(Dataset entries)
□ □ □ □
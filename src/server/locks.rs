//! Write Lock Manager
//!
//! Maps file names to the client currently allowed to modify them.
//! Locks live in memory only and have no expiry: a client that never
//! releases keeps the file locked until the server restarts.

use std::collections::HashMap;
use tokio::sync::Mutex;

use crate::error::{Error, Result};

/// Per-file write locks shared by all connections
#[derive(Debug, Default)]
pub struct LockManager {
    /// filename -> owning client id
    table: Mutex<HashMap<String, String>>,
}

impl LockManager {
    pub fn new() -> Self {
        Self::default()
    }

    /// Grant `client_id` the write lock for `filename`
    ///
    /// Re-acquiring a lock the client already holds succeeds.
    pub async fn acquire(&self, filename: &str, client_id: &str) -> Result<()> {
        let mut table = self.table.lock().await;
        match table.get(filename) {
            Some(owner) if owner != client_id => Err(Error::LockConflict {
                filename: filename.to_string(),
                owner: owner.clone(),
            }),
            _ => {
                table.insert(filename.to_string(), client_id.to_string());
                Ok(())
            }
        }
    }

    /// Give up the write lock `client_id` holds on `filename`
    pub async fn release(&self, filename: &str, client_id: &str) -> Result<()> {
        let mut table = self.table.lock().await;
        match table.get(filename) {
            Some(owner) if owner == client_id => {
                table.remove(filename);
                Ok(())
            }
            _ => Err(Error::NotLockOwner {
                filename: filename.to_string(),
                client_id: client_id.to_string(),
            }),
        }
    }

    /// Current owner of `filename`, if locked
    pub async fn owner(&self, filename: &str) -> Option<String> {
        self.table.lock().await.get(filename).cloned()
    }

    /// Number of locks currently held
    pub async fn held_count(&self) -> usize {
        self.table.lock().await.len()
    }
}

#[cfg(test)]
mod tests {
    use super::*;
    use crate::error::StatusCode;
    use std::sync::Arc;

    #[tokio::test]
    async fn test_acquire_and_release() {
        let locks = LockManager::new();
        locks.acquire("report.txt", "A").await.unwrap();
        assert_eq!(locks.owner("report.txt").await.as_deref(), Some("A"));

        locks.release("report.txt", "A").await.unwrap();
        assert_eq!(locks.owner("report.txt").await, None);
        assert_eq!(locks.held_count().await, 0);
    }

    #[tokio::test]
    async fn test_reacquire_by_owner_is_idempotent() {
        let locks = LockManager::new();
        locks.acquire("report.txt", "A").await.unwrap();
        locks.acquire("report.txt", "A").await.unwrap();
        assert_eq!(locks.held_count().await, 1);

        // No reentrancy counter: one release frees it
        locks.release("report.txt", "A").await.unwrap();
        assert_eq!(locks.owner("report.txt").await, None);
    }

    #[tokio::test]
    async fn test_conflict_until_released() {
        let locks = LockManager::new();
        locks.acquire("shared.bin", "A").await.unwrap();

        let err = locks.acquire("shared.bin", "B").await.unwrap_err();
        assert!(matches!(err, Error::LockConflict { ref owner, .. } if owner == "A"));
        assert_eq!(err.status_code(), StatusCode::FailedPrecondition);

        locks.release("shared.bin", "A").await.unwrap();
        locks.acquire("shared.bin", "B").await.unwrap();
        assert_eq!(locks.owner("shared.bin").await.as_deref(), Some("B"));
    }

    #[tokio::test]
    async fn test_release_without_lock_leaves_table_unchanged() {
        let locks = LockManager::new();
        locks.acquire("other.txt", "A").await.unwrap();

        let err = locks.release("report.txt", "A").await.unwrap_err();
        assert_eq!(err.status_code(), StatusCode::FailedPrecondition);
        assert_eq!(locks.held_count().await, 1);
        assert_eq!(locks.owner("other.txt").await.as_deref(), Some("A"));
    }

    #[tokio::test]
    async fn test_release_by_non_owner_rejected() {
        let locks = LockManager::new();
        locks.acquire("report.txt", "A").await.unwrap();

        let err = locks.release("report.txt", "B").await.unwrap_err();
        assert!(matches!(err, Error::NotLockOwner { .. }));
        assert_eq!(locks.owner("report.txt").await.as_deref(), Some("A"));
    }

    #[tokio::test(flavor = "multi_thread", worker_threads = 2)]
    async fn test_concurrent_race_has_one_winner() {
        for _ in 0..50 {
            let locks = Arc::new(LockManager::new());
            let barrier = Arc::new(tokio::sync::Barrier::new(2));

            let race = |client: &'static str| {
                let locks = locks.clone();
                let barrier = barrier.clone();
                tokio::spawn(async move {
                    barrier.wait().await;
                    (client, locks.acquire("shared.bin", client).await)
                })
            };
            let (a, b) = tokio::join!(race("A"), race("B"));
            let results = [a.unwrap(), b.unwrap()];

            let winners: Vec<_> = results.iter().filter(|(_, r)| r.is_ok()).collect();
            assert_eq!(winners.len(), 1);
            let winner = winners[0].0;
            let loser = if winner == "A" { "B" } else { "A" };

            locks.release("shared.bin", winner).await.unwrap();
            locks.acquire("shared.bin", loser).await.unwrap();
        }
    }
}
□ □ □ □
Exercise aim -
Each of the records should be written out again, exactly as it reads.

The completed task -
filename src/server/locks.rs
//! Write Lock Manager
//!
//! Maps file names to the client currently allowed to modify them.
//! Locks live in memory only and have no expiry: a client that never
//! releases keeps the file locked until the server restarts.

use std::collections::HashMap;
use tokio::sync::Mutex;

use crate::error::{Error, Result};

/// Per-file write locks shared by all connections
#[derive(Debug, Default)]
pub struct LockManager {
    /// filename -> owning client id
    table: Mutex<HashMap<String, String>>,
}

impl LockManager {
    pub fn new() -> Self {
        Self::default()
    }

    /// Grant `client_id` the write lock for `filename`
    ///
    /// Re-acquiring a lock the client already holds succeeds.
    pub async fn acquire(&self, filename: &str, client_id: &str) -> Result<()> {
        let mut table = self.table.lock().await;
        match table.get(filename) {
            Some(owner) if owner != client_id => Err(Error::LockConflict {
                filename: filename.to_string(),
                owner: owner.clone(),
            }),
            _ => {
                table.insert(filename.to_string(), client_id.to_string());
                Ok(())
            }
        }
    }

    /// Give up the write lock `client_id` holds on `filename`
    pub async fn release(&self, filename: &str, client_id: &str) -> Result<()> {
        let mut table = self.table.lock().await;
        match table.get(filename) {
            Some(owner) if owner == client_id => {
                table.remove(filename);
                Ok(())
            }
            _ => Err(Error::NotLockOwner {
                filename: filename.to_string(),
                client_id: client_id.to_string(),
            }),
        }
    }

    /// Current owner of `filename`, if locked
    pub async fn owner(&self, filename: &str) -> Option<String> {
        self.table.lock().await.get(filename).cloned()
    }

    /// Number of locks currently held
    pub async fn held_count(&self) -> usize {
        self.table.lock().await.len()
    }
}

#[cfg(test)]
mod tests {
    use super::*;
    use crate::error::StatusCode;
    use std::sync::Arc;

    #[tokio::test]
    async fn test_acquire_and_release() {
        let locks = LockManager::new();
        locks.acquire("report.txt", "A").await.unwrap();
        assert_eq!(locks.owner("report.txt").await.as_deref(), Some("A"));

        locks.release("report.txt", "A").await.unwrap();
        assert_eq!(locks.owner("report.txt").await, None);
        assert_eq!(locks.held_count().await, 0);
    }

    #[tokio::test]
    async fn test_reacquire_by_owner_is_idempotent() {
        let locks = LockManager::new();
        locks.acquire("report.txt", "A").await.unwrap();
        locks.acquire("report.txt", "A").await.unwrap();
        assert_eq!(locks.held_count().await, 1);

        // No reentrancy counter: one release frees it
        locks.release("report.txt", "A").await.unwrap();
        assert_eq!(locks.owner("report.txt").await, None);
    }

    #[tokio::test]
    async fn test_conflict_until_released() {
        let locks = LockManager::new();
        locks.acquire("shared.bin", "A").await.unwrap();

        let err = locks.acquire("shared.bin", "B").await.unwrap_err();
        assert!(matches!(err, Error::LockConflict { ref owner, .. } if owner == "A"));
        assert_eq!(err.status_code(), StatusCode::FailedPrecondition);

        locks.release("shared.bin", "A").await.unwrap();
        locks.acquire("shared.bin", "B").await.unwrap();
        assert_eq!(locks.owner("shared.bin").await.as_deref(), Some("B"));
    }

    #[tokio::test]
    async fn test_release_without_lock_leaves_table_unchanged() {
        let locks = LockManager::new();
        locks.acquire("other.txt", "A").await.unwrap();

        let err = locks.release("report.txt", "A").await.unwrap_err();
        assert_eq!(err.status_code(), StatusCode::FailedPrecondition);
        assert_eq!(locks.held_count().await, 1);
        assert_eq!(locks.owner("other.txt").await.as_deref(), Some("A"));
    }

    #[tokio::test]
    async fn test_release_by_non_owner_rejected() {
        let locks = LockManager::new();
        locks.acquire("report.txt", "A").await.unwrap();

        let err = locks.release("report.txt", "B").await.unwrap_err();
        assert!(matches!(err, Error::NotLockOwner { .. }));
        assert_eq!(locks.owner("report.txt").await.as_deref(), Some("A"));
    }

    #[tokio::test(flavor = "multi_thread", worker_threads = 2)]
    async fn test_concurrent_race_has_one_winner() {
        for _ in 0..50 {
            let locks = Arc::new(LockManager::new());
            let barrier = Arc::new(tokio::sync::Barrier::new(2));

            let race = |client: &'static str| {
                let locks = locks.clone();
                let barrier = barrier.clone();
                tokio::spawn(async move {
                    barrier.wait().await;
                    (client, locks.acquire("shared.bin", client).await)
                })
            };
            let (a, b) = tokio::join!(race("A"), race("B"));
            let results = [a.unwrap(), b.unwrap()];

            let winners: Vec<_> = results.iter().filter(|(_, r)| r.is_ok()).collect();
            assert_eq!(winners.len(), 1);
            let winner = winners[0].0;
            let loser = if winner == "A" { "B" } else { "A" };

            locks.release("shared.bin", winner).await.unwrap();
            locks.acquire("shared.bin", loser).await.unwrap();
        }
    }
}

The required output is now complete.